Publié le 18 novembre 2025 à 00:56:00. Une vague de maladies virales, dont la dengue, le chikungunya et la fièvre d’Oropouche, frappe Cuba, submergeant un système de santé déjà fragilisé par les pénuries et le manque de ressources, laissant les familles livrées à elles-mêmes face à la fièvre et à l’incertitude.
- Des milliers de familles cubaines sont touchées par des symptômes fébriles, souvent sans diagnostic précis ni accès à des soins adéquats.
- Le système de santé publique est dépassé, manquant de médicaments, de réactifs pour les tests et de personnel suffisant.
- Le gouvernement reste silencieux sur l’ampleur de l’épidémie, se contentant de déclarations vagues sur des « symptômes fébriles non spécifiques ».
De Pinar del Río à Guantanamo, le témoignage est unanime : les hôpitaux cubains, autrefois fierté du pays, sont aujourd’hui démunis face à l’afflux de patients. Les pénuries de médicaments, exacerbées par la crise économique que traverse l’île, rendent les traitements difficiles, voire impossibles. Les Cubains se retrouvent à devoir faire face à ces maladies virales avec les moyens du bord, souvent guidés par des remèdes de grand-mère ou des conseils d’amis.
Marleidy Muñoz, dans un article publié initialement par El Toque, relate l’expérience de sa famille, touchée en pleine crise sanitaire. Sa grand-mère, âgée de 84 ans, a été frappée par une forte fièvre et une perte de sensibilité dans les jambes. Sa tante, jeune et en bonne santé, a souffert de douleurs articulaires intenses et d’une fièvre élevée, sans pouvoir trouver le médicament adéquat. Sa sœur, elle, a été victime d’une évanouissement, de ganglions lymphatiques enflés et d’une éruption cutanée généralisée.
La situation est particulièrement préoccupante pour les enfants. Les parents, désespérés, se rendent aux hôpitaux pédiatriques, mais se heurtent à un manque criant de moyens. Une mère témoigne :
« Il n’y avait qu’un seul thermomètre pour près de 30 enfants dans la clinique d’urgence. Nous avons attendu cinq heures pour les examiner. Pendant tout ce temps, ils avaient une forte fièvre et des tremblements. Il n’y avait nulle part où s’asseoir. J’ai manqué d’eau et je suis allé en acheter à l’intérieur de l’hôpital, mais ils n’en avaient pas non plus. Un désastre total. Finalement, le médecin les a vus pendant trois minutes. Il leur a dit de leur donner du paracétamol et de se reposer. »
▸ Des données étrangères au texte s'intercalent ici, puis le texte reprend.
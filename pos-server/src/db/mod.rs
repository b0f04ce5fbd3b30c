//! Database Module
//!
//! Handles SQLite connection pool and migrations

pub mod repository;

use crate::utils::AppError;
use sqlx::SqlitePool;
use sqlx::sqlite::{SqliteConnectOptions, SqliteJournalMode, SqlitePoolOptions, SqliteSynchronous};
use std::str::FromStr;

/// Database service — owns a SQLite connection pool
#[derive(Clone)]
pub struct DbService {
    pub pool: SqlitePool,
}

impl DbService {
    /// Create a new database service with WAL mode
    pub async fn new(db_path: &str) -> Result<Self, AppError> {
        // Build connection options: WAL, foreign keys, normal sync
        let options = SqliteConnectOptions::from_str(&format!("sqlite:{db_path}"))
            .map_err(|e| AppError::database(format!("Invalid database path: {e}")))?
            .create_if_missing(true)
            .journal_mode(SqliteJournalMode::Wal)
            .synchronous(SqliteSynchronous::Normal)
            .pragma("foreign_keys", "ON")
            .optimize_on_close(true, None);

        let pool = SqlitePoolOptions::new()
            .max_connections(5)
            .connect_with(options)
            .await
            .map_err(|e| AppError::database(format!("Failed to open database: {e}")))?;

        // busy_timeout: wait up to 5s on write contention instead of failing
        sqlx::query("PRAGMA busy_timeout = 5000;")
            .execute(&pool)
            .await
            .map_err(|e| AppError::database(format!("Failed to set busy_timeout: {e}")))?;

        tracing::info!("Database connection established (SQLite WAL, busy_timeout=5000ms)");

        // Run migrations (ignore previously applied but now removed migrations)
        sqlx::migrate!("./migrations")
            .set_ignore_missing(true)
            .run(&pool)
            .await
            .map_err(|e| AppError::database(format!("Failed to apply migrations: {e}")))?;
        tracing::info!("Database migrations applied");

        Ok(Self { pool })
    }
}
Mère d’enfants malades, Cienfuegos
Le diagnostic est souvent incertain : dengue, chikungunya, fièvre d’Oropouche… les médecins, débordés et manquant de réactifs, peinent à distinguer les différentes maladies. Un artiste martial de La Havane, âgé de 62 ans, a vu sa santé décliner rapidement, terrassé par une fièvre persistante et des douleurs articulaires. Son fils, impuissant, se contente de lui administrer un thé à base de plantes, faute de médicaments disponibles.
« Non, parce que l’attention que vous y recevez est de la merde », a-t-il déclaré, reflétant le sentiment général de défiance envers le système de santé.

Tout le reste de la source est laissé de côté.